- (a) No later than January 1, 2018, the insurer must accept and respond to pre-authorization requests under the pharmacy benefit through a secure electronic transmission using the NCPDP SCRIPT standard ePA transactions. Facsimile, proprietary payer portals, and electronic forms shall not be considered electronic transmission.
- (b) No later than January 1, 2027, an insurer, health-benefit plan, health-service corporation, or utilization review entity must allow for and accept electronic pre-authorization requests and must respond to electronic pre-authorization requests through the same website, mobile application, digital platform, or other method as the electronic pre-authorization request was submitted.
(c) No later than January 1, 2027, an insurer, health-benefit plan, health-service corporation, or utilization review entity must establish a provider portal that includes all of the following features:
- (1) Electronic submission of pre-authorization requests.
- (2) Access to the insurer’s, health-benefit plan’s, health-service corporation’s, or utilization review entity’s applicable medical policies.
- (3) Information necessary to request a peer-to-peer review.
- (4) Contact information for the insurer’s, health-benefit plan’s, health-service corporation’s, or utilization review entity’s relevant clinical or administrative staff.

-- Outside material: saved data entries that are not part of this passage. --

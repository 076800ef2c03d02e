//! Logging infrastructure: `tracing-subscriber` registry with an
//! `EnvFilter`, JSON or pretty stdout formatting, and optional file
//! rotation via `tracing-appender`, mirroring
//! `abathur::infrastructure::logging::logger`.

mod logger;

pub use logger::LoggerImpl;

- (5) For any health-care service that requires pre-authorization that is not subject to electronic submission via the provider portal, copies of applicable forms.
- (6) Instructions for the submission of pre-authorization requests if the insurer’s, health-benefit plan’s, health-service corporation’s, or utilization review entity’s provider portal is unavailable for any reason.
(d) Within 12 months following establishment of a provider portal under subsection (c) of this section, the insurer, health-benefit plan, health-service corporation, or utilization review entity may require a health-care provider seeking pre-authorization to submit the request via the provider portal unless 1 of the following exemptions applies:
- (1) The portal is not available and operational at the time of attempted submission.
- (2) The health-care provider does not have access to the insurer’s, health-benefit plan’s, health service corporation’s, or utilization review entity’s operational provider portal.
- (3) The health-care provider satisfies an allowance by the insurer, health-benefit plan, health service corporation, or utilization review entity for submission other than through the provider portal.